Radicado Nacional 05001-31-05-014-2016-01211-02 Radicado Interno ordinario laboral O2-23-007 Sala Quinta de Decisión Laboral del Tribunal Superior del Distrito Judicial de Medellín Calle 14 No.48-32. Edificio Horacio Montoya Gil. Medellín -Antioquia 14 RESUELVE:

PRIMERO.: REVOCAR la sentencia materia de apelación y consulta, proferida el 16 de diciembre de 2022 por el Juzgado Catorce Laboral del Circuito de Medellín, mediante la cual declaró que el señor José Inés Moreno Lozano le asiste derecho a la prestación humanitaria periódica para las víctimas del conflicto armado, para en su lugar, DECLARAR que el señor José Inés Moreno Lozano no cumple los requisitos establecidos en el Decreto 600 de 2017, en especial el del numeral 4° del artículo 2.2.9.5.3, según y conforme las consideraciones expuestas en esta providencia.

SEGUNDO: DECLARAR probadas las excepciones de mérito propuestas por el extremo litigioso por pasiva denominadas “inexistencia de la obligación por falta de requisitos formales propuesta por Colpensiones, el demandante no cumple con los requisitos para acceder a la prestación rotulada por el Consorcio Colombia Mayor, e inexistencia del derecho y de la obligación propuesta por el Ministerio del Trabajo”.

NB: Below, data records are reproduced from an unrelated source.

// This Source Code Form is subject to the terms of the Mozilla Public
// License, v. 2.0. If a copy of the MPL was not distributed with this
// file, You can obtain one at https://mozilla.org/MPL/2.0/.

//! CLI tool: import a CityJSON file and report what it contains
//!
//! Usage:
//!   cityjson-import <file.city.json> [options]

use cityjson_lite_processing::{
    CityJsonImporter, ImportConfig, ImportResult, MaterialStrategy,
};
use std::env;
use std::fs::File;
use std::io::BufWriter;
use std::process::ExitCode;

fn main() -> ExitCode {
    tracing_subscriber::fmt()
        .with_env_filter(
            env::var("RUST_LOG").unwrap_or_else(|_| "info,cityjson_lite_processing=debug".into()),
        )
        .init();

    let args: Vec<String> = env::args().collect();

    if args.len() < 2 || args[1] == "--help" || args[1] == "-h" {
        print_usage();
        return ExitCode::SUCCESS;
    }

    let input_path = &args[1];

    // Flags override the environment
    let mut config = ImportConfig::from_env();
    let mut json_path: Option<String> = None;
    let mut triangulate = false;

    let mut i = 2;
    while i < args.len() {
        match args[i].as_str() {
            "--materials" => {
                i += 1;
                let Some(value) = args.get(i) else {
                    eprintln!("--materials needs a value");
                    return ExitCode::FAILURE;
                };
                match value.parse::<MaterialStrategy>() {
                    Ok(strategy) => config = config.with_materials(strategy),
                    Err(e) => {
                        eprintln!("{}", e);
                        return ExitCode::FAILURE;
                    }
                }
            }
            "--sequential" => {
                config = config.with_parallel(false);
            }
            "--json" => {
                i += 1;
                let Some(value) = args.get(i) else {
                    eprintln!("--json needs an output path");
                    return ExitCode::FAILURE;
                };
                json_path = Some(value.clone());
            }
            "--triangulate" => {
                triangulate = true;
            }
            other => {
                eprintln!("Unknown option: {}", other);
                print_usage();
                return ExitCode::FAILURE;
            }
        }
        i += 1;
    }

    println!("=== CityJSON Import ===");
    println!("Input: {}", input_path);
    println!("Materials: {}", config.materials);
    println!("Parallel: {}", config.parallel);
    println!();

    let mut importer = CityJsonImporter::new(config);
    let result = match importer.import_path(input_path) {
        Ok(result) => result,
        Err(e) => {
            eprintln!("Import failed ({:?}): {}", e.kind(), e);
            return ExitCode::FAILURE;
        }
    };

    print_summary(&result);

    if triangulate {
        let mut triangles = 0;
        for mesh in &result.meshes {
            match mesh.to_triangle_mesh() {
                Ok(tri) => triangles += tri.triangle_count(),
                Err(e) => eprintln!("  {}: triangulation failed: {}", mesh.name, e),
            }
        }
        println!("Triangles: {}", triangles);
    }

    if let Some(path) = json_path {
        let written = File::create(&path)
            .map_err(|e| e.to_string())
            .and_then(|file| {
                serde_json::to_writer_pretty(BufWriter::new(file), &result)
                    .map_err(|e| e.to_string())
            });
        match written {
            Ok(()) => println!("Wrote {}", path),
            Err(e) => {
                eprintln!("Failed to write {}: {}", path, e);
                return ExitCode::FAILURE;
            }
        }
    }

    ExitCode::SUCCESS
}

fn print_summary(result: &ImportResult) {
    let stats = &result.stats;
    if let Some(version) = &result.version {
        println!("CityJSON version: {}", version);
    }
    println!("Objects:   {}", stats.objects);
    println!("Meshes:    {}", stats.meshes);
    println!("Faces:     {} ({} empty surfaces skipped)", stats.faces, stats.skipped_surfaces);
    println!("Vertices:  {}", stats.vertices);
    println!("Materials: {}", stats.materials);
    println!(
        "Shift:     ({:.3}, {:.3}, {:.3})",
        result.shift.x, result.shift.y, result.shift.z
    );
    println!(
        "Time:      {} ms (decode {} ms, resolve {} ms, hierarchy {} ms)",
        stats.total_time_ms, stats.decode_time_ms, stats.resolve_time_ms, stats.hierarchy_time_ms
    );

    let roots = result.hierarchy.roots().count();
    println!("Roots:     {}", roots);

    let groups = result.lod_groups();
    if !groups.is_empty() {
        println!();
        println!("LoD groups:");
        for (name, members) in &groups {
            println!("  {}: {} meshes", name, members.len());
        }
    }

    if !result.diagnostics.is_empty() {
        println!();
        println!("Diagnostics:");
        for diagnostic in &result.diagnostics {
            println!("  {}", diagnostic);
        }
    }
}

fn print_usage() {
    eprintln!("Usage: cityjson-import <file.city.json> [options]");
    eprintln!();
    eprintln!("Options:");
    eprintln!("  --materials <strategy>  surfaces, reuse or type (default: reuse)");
    eprintln!("  --sequential            Decode objects on one thread");
    eprintln!("  --json <path>           Write the full result as JSON");
    eprintln!("  --triangulate           Triangulate every mesh and report triangle count");
    eprintln!();
    eprintln!("Environment:");
    eprintln!("  CITYJSON_MATERIALS      Default material strategy");
    eprintln!("  CITYJSON_PARALLEL       true/false, default true");
    eprintln!("  RUST_LOG                Log filter");
}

TERCERO: SIN COSTAS en esta instancia. Las de primera se revocan y correrán a cargo del demandante. Tásense. Lo resuelto se notifica mediante EDICTO, acogiéndose el criterio de la H. Corte Suprema de Justicia, Sala de Casación Laboral, vertido en la reciente providencia AL 2550 de fecha 23 de junio de 2021, M.P. Omar Ángel Mejía Amador.

Déjese copia de lo decidido en la Secretaría de la Sala, previa anotación en el registro respectivo, DEVUÉLVASE el expediente al juzgado de origen. Se declara así surtido el presente acto y en constancia se firma por los que en ella intervinieron.